Interpretive Summary: Demand for raspberry continues to grow on the East Coast; however commercial production in the Southeast is difficult because cultivars are not well adapted to the warm climate, where average summer temperatures range from 30-35°C. Recent research about the health benefits of secondary metabolites in black raspberry led to a resurgence of interest and breeding efforts in this crop. Two related black raspberry families were evaluated in south-central North Carolina using a non-invasive measure of heat tolerance. Readings were taken thrice on fully expanded leaves from non-fruiting canes during August 2013. Preliminary data collected from these families showed normal distribution for this measure. Additional phenotyping will take place in upcoming years, in addition to identifying DNA regions that are associated with the heat tolerance trait. Ultimately, we hope to gain a better understanding of heat tolerance in raspberry to make development of commercial quality cultivars a possibility in the Southeast.

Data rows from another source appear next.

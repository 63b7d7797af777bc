pub mod envelope;
pub mod handlers;
pub mod topology;
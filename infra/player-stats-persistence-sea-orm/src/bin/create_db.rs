use player_stats_persistence_sea_orm::{connect, create_schema};

#[tokio::main]
async fn main() {
    dotenvy::dotenv().ok();

    let database_url = std::env::var("DATABASE_URL").expect("DATABASE_URL must be set");
    let pool = connect(&database_url)
        .await
        .expect("Failed to connect to database");

    create_schema(&pool)
        .await
        .expect("Failed to create player statistics table");

    println!("Created database tables successfully");
}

Technical Abstract: Demand for raspberry continues to grow on the East Coast; however commercial production in the Southeast is difficult because cultivars are not well adapted to the warm climate, where average summer temperatures range from 30-35°C. Recent research about the health benefits of a polyphenolic-rich diet has led to a resurgence of interest and breeding efforts in black raspberry. Two related full sib black raspberry populations, designated ORUS 4304 (192 progeny) and ORUS 4305 (115 progeny) were evaluated in south-central North Carolina (elevation 191m, harvest season daily highs/lows 31/20°C) using chlorophyll fluorescence (Fv/Fm) as a phenotypic measure of heat tolerance. Fv/Fm is a non-invasive measurement of thylakoid damage to photosystem II, which has been used to quantify heat tolerance in many annual and perennial plants. Readings were taken thrice on fully expanded primocanes (non-fruiting canes) leaves during August 2013. Data collected from the populations show normal distribution for Fv/Fm. Additional phenotyping will take place in upcoming years, and using a forward genetics approach, we will determine QTL for heat tolerance within black raspberry based on linkage map assembly of population 4304. Ultimately, we hope to gain a more complete understanding of heat tolerance in raspberry to make breeding commercial quality cultivars a possibility in the Southeast.